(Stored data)

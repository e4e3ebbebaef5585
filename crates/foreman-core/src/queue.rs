//! Machine-scoped queue controller.
//!
//! Loads queued jobs targeted at this machine, admits up to the concurrency
//! cap, and tracks the in-flight handles that make cancellation and stdin
//! injection possible. The store is authoritative: the only runtime state is
//! the handle map, and `init()` reconciles the store against it at startup.

use std::collections::HashMap;
use std::sync::Arc;

use anyhow::Result;
use serde::Serialize;
use tokio::sync::{mpsc, watch, Mutex};
use tracing::{error, info, warn};

use crate::agent::StdinFrame;
use crate::runner::{self, RunnerContext};
use crate::types::{AgentJob, JobStatus, JobType, MessageType};

/// Local handle for one running job.
struct JobHandle {
    cancel_tx: watch::Sender<bool>,
    /// Present only for interactive (task) jobs.
    stdin_tx: Option<mpsc::UnboundedSender<StdinFrame>>,
}

#[derive(Debug, Serialize)]
pub struct QueueStatus {
    pub running: Vec<AgentJob>,
    pub queued: Vec<AgentJob>,
    pub max_concurrent: usize,
}

pub struct QueueController {
    pub ctx: Arc<RunnerContext>,
    in_flight: Mutex<HashMap<i64, JobHandle>>,
}

impl QueueController {
    pub fn new(ctx: Arc<RunnerContext>) -> Arc<Self> {
        Arc::new(Self {
            ctx,
            in_flight: Mutex::new(HashMap::new()),
        })
    }

    /// Startup recovery: any row still `running` for this machine belonged to
    /// a dead process. Back to `queued`, then run one admission pass.
    pub async fn init(self: &Arc<Self>) -> Result<()> {
        let swept = self
            .ctx
            .db
            .requeue_running_for_machine(&self.ctx.config.machine_id)?;
        if swept > 0 {
            info!("requeued {swept} orphaned running jobs from previous process");
        }
        self.process().await;
        Ok(())
    }

    /// Idempotent admission pass: admit up to `max_concurrent − running`
    /// queued jobs for this machine, oldest first. Safe to call from timers,
    /// nudges, or right after enqueue; the conditional store update makes
    /// concurrent passes race-free.
    pub async fn process(self: &Arc<Self>) {
        let max = self.ctx.config.max_concurrent_jobs;
        let available = {
            let guard = self.in_flight.lock().await;
            max.saturating_sub(guard.len())
        };
        if available == 0 {
            return;
        }

        let queued = match self
            .ctx
            .db
            .list_queued_for_machine(&self.ctx.config.machine_id, available as i64)
        {
            Ok(jobs) => jobs,
            Err(e) => {
                error!("queue poll failed: {e}");
                return;
            }
        };

        for job in queued {
            let mut guard = self.in_flight.lock().await;
            if guard.len() >= max || guard.contains_key(&job.id) {
                continue;
            }
            // Atomic claim; a concurrent pass (or another poller) may have
            // taken the row already.
            match self.ctx.db.mark_job_running(job.id) {
                Ok(true) => {}
                Ok(false) => continue,
                Err(e) => {
                    error!(job_id = job.id, "claim failed: {e}");
                    continue;
                }
            }

            let (cancel_tx, cancel_rx) = watch::channel(false);
            let (stdin_tx, stdin_rx) = if job.job_type == JobType::Task {
                let (tx, rx) = mpsc::unbounded_channel();
                (Some(tx), Some(rx))
            } else {
                (None, None)
            };
            guard.insert(
                job.id,
                JobHandle {
                    cancel_tx,
                    stdin_tx,
                },
            );
            drop(guard);

            info!(job_id = job.id, job_type = job.job_type.as_str(), "dispatching job");
            let this = Arc::clone(self);
            let ctx = Arc::clone(&self.ctx);
            tokio::spawn(async move {
                let job_id = job.id;
                ctx.streams.start(job_id).await;
                if let Err(e) = runner::dispatch(ctx.clone(), job, cancel_rx, stdin_rx).await {
                    error!(job_id, "runner error: {e}");
                    if let Err(db_err) =
                        ctx.db
                            .finish_job(job_id, JobStatus::Failed, None, Some(&e.to_string()))
                    {
                        error!(job_id, "mark failed: {db_err}");
                    }
                }
                this.in_flight.lock().await.remove(&job_id);
                ctx.streams.end_job(job_id).await;
                // Freed capacity: pull the next queued job without waiting
                // for the timer.
                let _ = ctx.nudge_tx.send(());
            });
        }
    }

    /// Queue status as observed from the store, not just local handles.
    pub async fn status(&self) -> Result<QueueStatus> {
        let running = self
            .ctx
            .db
            .list_running_for_machine(&self.ctx.config.machine_id)?;
        let queued = self
            .ctx
            .db
            .list_queued_for_machine(&self.ctx.config.machine_id, 100)?;
        Ok(QueueStatus {
            running,
            queued,
            max_concurrent: self.ctx.config.max_concurrent_jobs,
        })
    }

    /// Cancel a job: kill the local subprocess when a handle exists, then
    /// move the row to `cancelled`. Returns false for unknown ids; terminal
    /// rows are a no-op returning true.
    pub async fn cancel(&self, job_id: i64) -> Result<bool> {
        let Some(job) = self.ctx.db.get_job(job_id)? else {
            return Ok(false);
        };
        if job.status.is_terminal() {
            return Ok(true);
        }

        if let Some(handle) = self.in_flight.lock().await.remove(&job_id) {
            let _ = handle.cancel_tx.send(true);
        }
        self.ctx
            .db
            .finish_job(job_id, JobStatus::Cancelled, None, None)?;
        if let Err(e) = self
            .ctx
            .db
            .insert_message(job_id, MessageType::System, "Job cancelled")
        {
            warn!(job_id, "cancel message: {e}");
        }
        Ok(true)
    }

    /// Cooperative stop for ralph variants: flips the row to `cancelled`
    /// without touching the subprocess. The loop observes it at the next
    /// iteration boundary and terminates with `manual_stop`.
    pub async fn stop(&self, job_id: i64) -> Result<bool> {
        let Some(job) = self.ctx.db.get_job(job_id)? else {
            return Ok(false);
        };
        if job.status.is_terminal() {
            return Ok(true);
        }
        self.ctx
            .db
            .finish_job(job_id, JobStatus::Cancelled, None, None)?;
        Ok(true)
    }

    /// Inject a user message into an interactive job's stdin. Returns false
    /// when the job has no live interactive handle.
    pub async fn send_input(&self, job_id: i64, text: &str) -> Result<bool> {
        let guard = self.in_flight.lock().await;
        let Some(handle) = guard.get(&job_id) else {
            return Ok(false);
        };
        let Some(stdin_tx) = &handle.stdin_tx else {
            return Ok(false);
        };
        if stdin_tx.send(StdinFrame::User(text.to_string())).is_err() {
            return Ok(false);
        }
        drop(guard);
        self.ctx
            .db
            .insert_message(job_id, MessageType::UserInput, text)?;
        Ok(true)
    }

    /// Close an interactive job's stdin; the agent finishes and exits.
    pub async fn close_input(&self, job_id: i64) -> Result<bool> {
        let guard = self.in_flight.lock().await;
        let Some(handle) = guard.get(&job_id) else {
            return Ok(false);
        };
        let Some(stdin_tx) = &handle.stdin_tx else {
            return Ok(false);
        };
        Ok(stdin_tx.send(StdinFrame::Close).is_ok())
    }

    /// Is a local handle live for this job?
    pub async fn is_in_flight(&self, job_id: i64) -> bool {
        self.in_flight.lock().await.contains_key(&job_id)
    }
}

DIRECTIONS FOR THIS TASK:
Repeat the data word for word. Leave nothing out.

RESULT:
repository e4e3ebbebaef5585
filename crates/foreman-core/src/queue.rs
//! Machine-scoped queue controller.
//!
//! Loads queued jobs targeted at this machine, admits up to the concurrency
//! cap, and tracks the in-flight handles that make cancellation and stdin
//! injection possible. The store is authoritative: the only runtime state is
//! the handle map, and `init()` reconciles the store against it at startup.

use std::collections::HashMap;
use std::sync::Arc;

use anyhow::Result;
use serde::Serialize;
use tokio::sync::{mpsc, watch, Mutex};
use tracing::{error, info, warn};

use crate::agent::StdinFrame;
use crate::runner::{self, RunnerContext};
use crate::types::{AgentJob, JobStatus, JobType, MessageType};

/// Local handle for one running job.
struct JobHandle {
    cancel_tx: watch::Sender<bool>,
    /// Present only for interactive (task) jobs.
    stdin_tx: Option<mpsc::UnboundedSender<StdinFrame>>,
}

#[derive(Debug, Serialize)]
pub struct QueueStatus {
    pub running: Vec<AgentJob>,
    pub queued: Vec<AgentJob>,
    pub max_concurrent: usize,
}

pub struct QueueController {
    pub ctx: Arc<RunnerContext>,
    in_flight: Mutex<HashMap<i64, JobHandle>>,
}

impl QueueController {
    pub fn new(ctx: Arc<RunnerContext>) -> Arc<Self> {
        Arc::new(Self {
            ctx,
            in_flight: Mutex::new(HashMap::new()),
        })
    }

    /// Startup recovery: any row still `running` for this machine belonged to
    /// a dead process. Back to `queued`, then run one admission pass.
    pub async fn init(self: &Arc<Self>) -> Result<()> {
        let swept = self
            .ctx
            .db
            .requeue_running_for_machine(&self.ctx.config.machine_id)?;
        if swept > 0 {
            info!("requeued {swept} orphaned running jobs from previous process");
        }
        self.process().await;
        Ok(())
    }

    /// Idempotent admission pass: admit up to `max_concurrent − running`
    /// queued jobs for this machine, oldest first. Safe to call from timers,
    /// nudges, or right after enqueue; the conditional store update makes
    /// concurrent passes race-free.
    pub async fn process(self: &Arc<Self>) {
        let max = self.ctx.config.max_concurrent_jobs;
        let available = {
            let guard = self.in_flight.lock().await;
            max.saturating_sub(guard.len())
        };
        if available == 0 {
            return;
        }

        let queued = match self
            .ctx
            .db
            .list_queued_for_machine(&self.ctx.config.machine_id, available as i64)
        {
            Ok(jobs) => jobs,
            Err(e) => {
                error!("queue poll failed: {e}");
                return;
            }
        };

        for job in queued {
            let mut guard = self.in_flight.lock().await;
            if guard.len() >= max || guard.contains_key(&job.id) {
                continue;
            }
            // Atomic claim; a concurrent pass (or another poller) may have
            // taken the row already.
            match self.ctx.db.mark_job_running(job.id) {
                Ok(true) => {}
                Ok(false) => continue,
                Err(e) => {
                    error!(job_id = job.id, "claim failed: {e}");
                    continue;
                }
            }

            let (cancel_tx, cancel_rx) = watch::channel(false);
            let (stdin_tx, stdin_rx) = if job.job_type == JobType::Task {
                let (tx, rx) = mpsc::unbounded_channel();
                (Some(tx), Some(rx))
            } else {
                (None, None)
            };
            guard.insert(
                job.id,
                JobHandle {
                    cancel_tx,
                    stdin_tx,
                },
            );
            drop(guard);

            info!(job_id = job.id, job_type = job.job_type.as_str(), "dispatching job");
            let this = Arc::clone(self);
            let ctx = Arc::clone(&self.ctx);
            tokio::spawn(async move {
                let job_id = job.id;
                ctx.streams.start(job_id).await;
                if let Err(e) = runner::dispatch(ctx.clone(), job, cancel_rx, stdin_rx).await {
                    error!(job_id, "runner error: {e}");
                    if let Err(db_err) =
                        ctx.db
                            .finish_job(job_id, JobStatus::Failed, None, Some(&e.to_string()))
                    {
                        error!(job_id, "mark failed: {db_err}");
                    }
                }
                this.in_flight.lock().await.remove(&job_id);
                ctx.streams.end_job(job_id).await;
                // Freed capacity: pull the next queued job without waiting
                // for the timer.
                let _ = ctx.nudge_tx.send(());
            });
        }
    }

    /// Queue status as observed from the store, not just local handles.
    pub async fn status(&self) -> Result<QueueStatus> {
        let running = self
            .ctx
            .db
            .list_running_for_machine(&self.ctx.config.machine_id)?;
        let queued = self
            .ctx
            .db
            .list_queued_for_machine(&self.ctx.config.machine_id, 100)?;
        Ok(QueueStatus {
            running,
            queued,
            max_concurrent: self.ctx.config.max_concurrent_jobs,
        })
    }

    /// Cancel a job: kill the local subprocess when a handle exists, then
    /// move the row to `cancelled`. Returns false for unknown ids; terminal
    /// rows are a no-op returning true.
    pub async fn cancel(&self, job_id: i64) -> Result<bool> {
        let Some(job) = self.ctx.db.get_job(job_id)? else {
            return Ok(false);
        };
        if job.status.is_terminal() {
            return Ok(true);
        }

        if let Some(handle) = self.in_flight.lock().await.remove(&job_id) {
            let _ = handle.cancel_tx.send(true);
        }
        self.ctx
            .db
            .finish_job(job_id, JobStatus::Cancelled, None, None)?;
        if let Err(e) = self
            .ctx
            .db
            .insert_message(job_id, MessageType::System, "Job cancelled")
        {
            warn!(job_id, "cancel message: {e}");
        }
        Ok(true)
    }

    /// Cooperative stop for ralph variants: flips the row to `cancelled`
    /// without touching the subprocess. The loop observes it at the next
    /// iteration boundary and terminates with `manual_stop`.
    pub async fn stop(&self, job_id: i64) -> Result<bool> {
        let Some(job) = self.ctx.db.get_job(job_id)? else {
            return Ok(false);
        };
        if job.status.is_terminal() {
            return Ok(true);
        }
        self.ctx
            .db
            .finish_job(job_id, JobStatus::Cancelled, None, None)?;
        Ok(true)
    }

    /// Inject a user message into an interactive job's stdin. Returns false
    /// when the job has no live interactive handle.
    pub async fn send_input(&self, job_id: i64, text: &str) -> Result<bool> {
        let guard = self.in_flight.lock().await;
        let Some(handle) = guard.get(&job_id) else {
            return Ok(false);
        };
        let Some(stdin_tx) = &handle.stdin_tx else {
            return Ok(false);
        };
        if stdin_tx.send(StdinFrame::User(text.to_string())).is_err() {
            return Ok(false);
        }
        drop(guard);
        self.ctx
            .db
            .insert_message(job_id, MessageType::UserInput, text)?;
        Ok(true)
    }

    /// Close an interactive job's stdin; the agent finishes and exits.
    pub async fn close_input(&self, job_id: i64) -> Result<bool> {
        let guard = self.in_flight.lock().await;
        let Some(handle) = guard.get(&job_id) else {
            return Ok(false);
        };
        let Some(stdin_tx) = &handle.stdin_tx else {
            return Ok(false);
        };
        Ok(stdin_tx.send(StdinFrame::Close).is_ok())
    }

    /// Is a local handle live for this job?
    pub async fn is_in_flight(&self, job_id: i64) -> bool {
        self.in_flight.lock().await.contains_key(&job_id)
    }
}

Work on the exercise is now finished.